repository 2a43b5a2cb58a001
//! Output adapter contract, and the target-side data model.
//!
//! [`crate::source::InputAdapter`] lives in [`crate::source`] next to the
//! data it produces; this module holds everything target-facing.

use crate::capabilities::GrantedCapabilities;
use crate::inspect::Inspect;
use crate::overlay::Overlay;
use crate::planner::{TargetBusAssignment, TargetFirmware};
use crate::source::{Firmware, Source};
use camino::Utf8PathBuf;
use color_eyre::Result;
use std::collections::HashSet;

/// Where a target disk is destined: a local path, or an opaque URI handled
/// entirely by the output adapter (e.g. a remote upload slot).
#[derive(Debug, Clone)]
pub enum TargetFile {
    /// A local filesystem path (regular file or block device).
    Path(Utf8PathBuf),
    /// An opaque URI the output adapter alone understands.
    Uri(String),
}

/// One target disk: where it is written, in what format, and the overlay it
/// was copied from.
#[derive(Debug)]
pub struct TargetDisk {
    /// Destination for this disk.
    pub file: TargetFile,
    /// Chosen output format (`raw` or `qcow2`, per [`crate::format`]).
    pub format: String,
    /// The overlay this target was copied from.
    pub overlay: Overlay,
}

/// Preallocation strategy passed to `disk_create`.
#[derive(Debug, Clone, Copy, PartialEq, Eq)]
pub enum Preallocation {
    /// `-oa sparse`.
    Sparse,
    /// `-oa preallocated`.
    Full,
}

/// A read-only view of the output adapter, handed to conversion modules so
/// they can query target-side configuration without being able to mutate it.
pub trait OutputView {
    /// Firmware kinds this output supports.
    fn supported_firmware(&self) -> HashSet<Firmware>;
}

/// The output adapter contract.
pub trait OutputAdapter: OutputView {
    /// Validate prerequisites before doing any work.
    fn precheck(&self) -> Result<()>;

    /// Human description of this adapter's configuration, for messages.
    fn as_options(&self) -> String;

    /// Give the output a chance to reject a firmware choice outright.
    fn check_target_firmware(&self, caps: &GrantedCapabilities, firmware: Firmware) -> Result<()>;

    /// Per-overlay output format override, if the adapter has an opinion.
    fn override_output_format(&self, overlay: &Overlay) -> Option<String>;

    /// Decide destination paths/URIs for each planned disk.
    ///
    /// Must return exactly one entry per input disk; a length mismatch is a
    /// programming error and is asserted against by the copy engine rather
    /// than handled as a recoverable error.
    fn prepare_targets(
        &mut self,
        name: &str,
        disks: &[(String, &Overlay)],
        caps: &GrantedCapabilities,
    ) -> Result<Vec<TargetFile>>;

    /// Create one output disk ahead of the copy.
    fn disk_create(
        &self,
        target: &TargetFile,
        format: &str,
        size: u64,
        preallocation: Option<Preallocation>,
        compat: Option<&str>,
    ) -> Result<()>;

    /// Format the copier should emit for this target; may differ from the
    /// final on-disk format when the adapter streams or re-wraps the image.
    fn transfer_format(&self, target: &TargetFile, format: &str) -> String;

    /// Per-disk callback fired immediately after each disk finishes copying.
    fn disk_copied(&mut self, target: &TargetFile, index: usize, total: usize) -> Result<()>;

    /// Emit final VM/domain metadata once every disk has copied.
    fn create_metadata(
        &mut self,
        source: &Source,
        targets: &[TargetDisk],
        buses: &TargetBusAssignment,
        caps: &GrantedCapabilities,
        inspect: &Inspect,
        firmware: TargetFirmware,
    ) -> Result<()>;
}
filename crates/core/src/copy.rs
//! The copy engine: pre-create, convert, measure, notify, one disk at a
//! time, in order.

use crate::adapters::{OutputAdapter, Preallocation, TargetDisk, TargetFile};
use crate::overlay::Overlay;
use crate::qemu_img::{self, ConvertOptions};
use camino::{Utf8Path, Utf8PathBuf};
use color_eyre::eyre::eyre;
use color_eyre::Result;
use tracing::info;

/// A planned target: the overlay it comes from, the chosen format, and the
/// flags that control how it's created and transferred.
///
/// Compression and format compatibility must already have been validated by
/// [`crate::format::check_compression_compatible`] before this is built.
#[derive(Debug)]
pub struct PlannedTarget<'a> {
    /// Source overlay.
    pub overlay: &'a Overlay,
    /// Output format chosen by [`crate::format::resolve_format`].
    pub format: String,
    /// Preallocation strategy, if the CLI requested one.
    pub preallocation: Option<Preallocation>,
    /// Whether the user requested compression (`--compressed`).
    pub compressed: bool,
}

/// Copy every planned target, in order, via the output adapter.
///
/// `targets` (the destinations from `prepare_targets`) must have exactly
/// one entry per `planned`; a mismatch is a programming error, so this
/// asserts rather than returning a recoverable error.
pub fn copy_all(
    output: &mut dyn OutputAdapter,
    planned: &[PlannedTarget<'_>],
    targets: Vec<TargetFile>,
) -> Result<Vec<TargetDisk>> {
    assert_eq!(
        planned.len(),
        targets.len(),
        "prepare_targets returned {} entries for {} planned disks",
        targets.len(),
        planned.len()
    );

    let total = planned.len();
    let mut results = Vec::with_capacity(total);

    for (index, (plan, target)) in planned.iter().zip(targets.into_iter()).enumerate() {
        copy_one(output, plan, &target, index, total)?;
        results.push(TargetDisk {
            file: target,
            format: plan.format.clone(),
            overlay: clone_overlay(plan.overlay),
        });
    }

    Ok(results)
}

fn clone_overlay(overlay: &Overlay) -> Overlay {
    Overlay {
        source_disk: overlay.source_disk.clone(),
        path: overlay.path.clone(),
        device_name: overlay.device_name.clone(),
        virtual_size: overlay.virtual_size,
        stats: crate::overlay::OverlayStats {
            estimated_size: overlay.stats.estimated_size.clone(),
            actual_size: overlay.stats.actual_size.clone(),
        },
    }
}

fn copy_one(
    output: &mut dyn OutputAdapter,
    plan: &PlannedTarget<'_>,
    target: &TargetFile,
    index: usize,
    total: usize,
) -> Result<()> {
    // Sanity check against image-tool corruption.
    let overlay_info = qemu_img::info(&plan.overlay.path)?;
    if overlay_info.backing_filename.is_none() && overlay_info.full_backing_filename.is_none() {
        return Err(eyre!(
            "overlay {} lost its backing file before copy",
            plan.overlay.path
        ));
    }

    if let TargetFile::Path(path) = target {
        if !path.exists() || !is_block_device(path) {
            let compat = (plan.format == "qcow2").then_some("1.1");
            output.disk_create(
                target,
                &plan.format,
                plan.overlay.virtual_size,
                plan.preallocation,
                compat,
            )?;
        }
    }

    let transfer_format = output.transfer_format(target, &plan.format);

    let dest_path: Utf8PathBuf = match target {
        TargetFile::Path(path) => path.clone(),
        TargetFile::Uri(uri) => uri.as_str().into(),
    };

    info!(
        "copying disk {}/{} ({} -> {})",
        index + 1,
        total,
        plan.overlay.path,
        dest_path
    );

    qemu_img::convert(&ConvertOptions {
        source: &plan.overlay.path,
        dest: &dest_path,
        dest_format: &transfer_format,
        compressed: plan.compressed,
    })?;

    if let TargetFile::Path(path) = target {
        if let Ok(info) = qemu_img::info(path) {
            plan.overlay.stats.actual_size.set(info.actual_size);
        }
    }

    output.disk_copied(target, index, total)?;
    Ok(())
}

fn is_block_device(path: &Utf8Path) -> bool {
    std::fs::metadata(path.as_std_path())
        .map(|meta| {
            use std::os::unix::fs::FileTypeExt;
            meta.file_type().is_block_device()
        })
        .unwrap_or(false)
}
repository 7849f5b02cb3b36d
use axum::{
    http::StatusCode,
    response::{IntoResponse, Response},
    Json,
};
use serde::Serialize;

/// Standard success response
pub fn success_response<T: Serialize>(data: T) -> Response {
    (StatusCode::OK, Json(data)).into_response()
}

/// Standard created response
pub fn created_response<T: Serialize>(data: T) -> Response {
    (StatusCode::CREATED, Json(data)).into_response()
}

/// Standard no content response
pub fn no_content_response() -> Response {
    StatusCode::NO_CONTENT.into_response()
}
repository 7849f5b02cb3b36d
//! Scanner Log API
//!
//! Inventory tracking backend: users authenticate with bearer tokens, manage
//! inventory items, and receive low-stock notifications when an item's quantity
//! reaches its minimum.
#![forbid(unsafe_code)]
#![deny(rust_2018_idioms)]
#![warn(clippy::all, clippy::perf, clippy::dbg_macro)]

pub mod auth;
pub mod config;
pub mod db;
pub mod entities;
pub mod errors;
pub mod handlers;
pub mod middleware_helpers;
pub mod migrator;
pub mod openapi;
pub mod services;
pub mod tracing;

use axum::{
    http::HeaderValue,
    routing::{get, post, put},
    Router,
};
use sea_orm::DatabaseConnection;
use std::sync::Arc;
use tower_http::{
    compression::CompressionLayer,
    cors::{Any, CorsLayer},
};

use crate::auth::{AuthConfig, AuthRouterExt, AuthService};
use crate::services::PageLimits;
pub use crate::handlers::AppServices;

// App state definition
#[derive(Clone)]
pub struct AppState {
    pub db: Arc<DatabaseConnection>,
    pub config: config::AppConfig,
    pub services: AppServices,
}

impl AppState {
    /// Wires the services against `db` using the token and paging settings
    /// from `config`.
    pub fn from_config(
        db: Arc<DatabaseConnection>,
        config: config::AppConfig,
    ) -> Result<Self, config::AppConfigError> {
        let auth = Arc::new(AuthService::new(AuthConfig::new(
            config.signing_secret()?,
            chrono::Duration::minutes(config.access_token_expire_minutes),
        )));
        let limits = PageLimits::new(config.api_default_page_size, config.api_max_page_size);
        let services = AppServices::new(db.clone(), auth, limits);

        Ok(Self {
            db,
            config,
            services,
        })
    }
}

/// Routes that require an authenticated, active user
pub fn protected_routes(state: AppState) -> Router<AppState> {
    Router::new()
        .route("/users/me", get(handlers::auth::me))
        .route("/protected-healthz", get(handlers::health::protected_healthz))
        .route(
            "/items",
            post(handlers::items::create_item).get(handlers::items::list_items),
        )
        .route(
            "/items/",
            post(handlers::items::create_item).get(handlers::items::list_items),
        )
        .route("/items/export", get(handlers::items::export_items))
        .route(
            "/items/:id",
            get(handlers::items::get_item)
                .put(handlers::items::update_item)
                .delete(handlers::items::delete_item),
        )
        .route(
            "/notifications",
            get(handlers::notifications::list_notifications),
        )
        .route(
            "/notifications/",
            get(handlers::notifications::list_notifications),
        )
        .route(
            "/notifications/read-all",
            put(handlers::notifications::mark_all_notifications_read),
        )
        .route(
            "/notifications/:id/read",
            put(handlers::notifications::mark_notification_read),
        )
        .with_auth(state)
}

/// Routes reachable without a token
pub fn public_routes() -> Router<AppState> {
    Router::new()
        .route("/token", post(handlers::auth::login))
        .route("/register", post(handlers::auth::register))
        .route("/healthz", get(handlers::health::healthz))
}

/// CORS policy from configuration. Explicit origins win over the permissive
/// fallback.
pub fn cors_layer(cfg: &config::AppConfig) -> CorsLayer {
    let origins: Vec<HeaderValue> = cfg
        .cors_origins()
        .iter()
        .filter_map(|origin| HeaderValue::from_str(origin).ok())
        .collect();

    if !origins.is_empty() {
        CorsLayer::new()
            .allow_origin(origins)
            .allow_methods(Any)
            .allow_headers(Any)
    } else if cfg.should_allow_permissive_cors() {
        ::tracing::info!(
            "Using permissive CORS because explicit origins were not configured ({})",
            if cfg.is_development() {
                "development environment"
            } else {
                "explicit override enabled"
            }
        );
        CorsLayer::permissive()
    } else {
        // load_config rejects this combination; keep same-origin only.
        CorsLayer::new()
    }
}

/// Full application router with middleware applied
pub fn build_router(state: AppState) -> Router {
    let cors = cors_layer(&state.config);

    Router::new()
        .merge(public_routes())
        .merge(protected_routes(state.clone()))
        .merge(openapi::swagger_ui())
        .layer(tracing::configure_http_tracing())
        .layer(CompressionLayer::new())
        .layer(cors)
        .layer(axum::middleware::from_fn(
            middleware_helpers::request_id::request_id_middleware,
        ))
        .with_state(state)
}
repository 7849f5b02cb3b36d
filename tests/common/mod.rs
#![allow(dead_code)]

use std::sync::Arc;

use axum::{
    body::{self, Body},
    http::{header, Method, Request, StatusCode},
    response::Response,
    Router,
};
use serde_json::{json, Value};
use scanner_log_api::{
    auth::{AuthConfig, AuthService},
    config::AppConfig,
    db, AppState,
};
use tower::ServiceExt;

pub const TEST_SECRET: &str = "integration-test-secret-with-plenty-of-bytes";
pub const TEST_PASSWORD: &str = "correct-horse-battery";

/// Application harness backed by a private in-memory SQLite database.
pub struct TestApp {
    router: Router,
    pub state: AppState,
}

impl TestApp {
    pub async fn new() -> Self {
        let mut cfg = AppConfig::new(
            "sqlite::memory:".to_string(),
            Some(TEST_SECRET.to_string()),
            "test".to_string(),
        );
        // Every connection to `sqlite::memory:` is a separate database.
        cfg.db_max_connections = 1;
        cfg.db_min_connections = 1;

        let pool = db::establish_connection_from_app_config(&cfg)
            .await
            .expect("failed to create test database");
        db::run_migrations(&pool)
            .await
            .expect("failed to run migrations in tests");

        let state = AppState::from_config(Arc::new(pool), cfg).expect("valid test state");
        let router = scanner_log_api::build_router(state.clone());

        Self { router, state }
    }

    /// Token service sharing the harness secret, for hand-crafted tokens.
    pub fn auth_service(&self) -> AuthService {
        AuthService::new(AuthConfig::new(
            TEST_SECRET,
            chrono::Duration::minutes(30),
        ))
    }

    /// Send a request with an optional JSON body and bearer token.
    pub async fn request(
        &self,
        method: Method,
        uri: &str,
        body: Option<Value>,
        token: Option<&str>,
    ) -> Response {
        let mut builder = Request::builder().method(method).uri(uri);

        if let Some(tok) = token {
            builder = builder.header(header::AUTHORIZATION, format!("Bearer {}", tok));
        }

        let body = if let Some(json) = body {
            builder = builder.header(header::CONTENT_TYPE, "application/json");
            Body::from(serde_json::to_vec(&json).expect("failed to serialize json request body"))
        } else {
            Body::empty()
        };

        self.send(builder.body(body).expect("failed to build request"))
            .await
    }

    /// Send a prebuilt request through the router.
    pub async fn send(&self, request: Request<Body>) -> Response {
        self.router
            .clone()
            .oneshot(request)
            .await
            .expect("router error during test request")
    }

    /// POST an urlencoded login form.
    pub async fn login_response(&self, username: &str, password: &str) -> Response {
        let form = format!("username={}&password={}", username, password);
        let request = Request::builder()
            .method(Method::POST)
            .uri("/token")
            .header(header::CONTENT_TYPE, "application/x-www-form-urlencoded")
            .body(Body::from(form))
            .expect("failed to build login request");
        self.send(request).await
    }

    pub async fn register(&self, username: &str) -> Response {
        self.request(
            Method::POST,
            "/register",
            Some(json!({
                "email": format!("{}@example.com", username),
                "username": username,
                "password": TEST_PASSWORD,
            })),
            None,
        )
        .await
    }

    /// Registers `username` and returns a fresh access token for it.
    pub async fn user_token(&self, username: &str) -> String {
        let response = self.register(username).await;
        assert_eq!(response.status(), StatusCode::OK, "registration failed");

        let response = self.login_response(username, TEST_PASSWORD).await;
        assert_eq!(response.status(), StatusCode::OK, "login failed");
        let body = response_json(response).await;
        body["access_token"]
            .as_str()
            .expect("access_token in login response")
            .to_string()
    }

    /// Creates an item and returns its JSON representation.
    pub async fn create_item(&self, token: &str, payload: Value) -> Value {
        let response = self
            .request(Method::POST, "/items", Some(payload), Some(token))
            .await;
        assert_eq!(response.status(), StatusCode::CREATED, "item creation failed");
        response_json(response).await
    }

    pub async fn notifications(&self, token: &str) -> Vec<Value> {
        let response = self
            .request(Method::GET, "/notifications", None, Some(token))
            .await;
        assert_eq!(response.status(), StatusCode::OK);
        response_json(response)
            .await
            .as_array()
            .cloned()
            .expect("notification list")
    }
}

pub async fn response_bytes(response: Response) -> Vec<u8> {
    body::to_bytes(response.into_body(), usize::MAX)
        .await
        .expect("response body bytes")
        .to_vec()
}

pub async fn response_json(response: Response) -> Value {
    serde_json::from_slice(&response_bytes(response).await).expect("json response")
}

pub async fn response_text(response: Response) -> String {
    String::from_utf8(response_bytes(response).await).expect("utf-8 response")
}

────────

WHAT THE TASK REQUIRES :: Line count for the string "index": give the number of lines in the listing that hold it, with no other output.

TASK ANSWER :: 6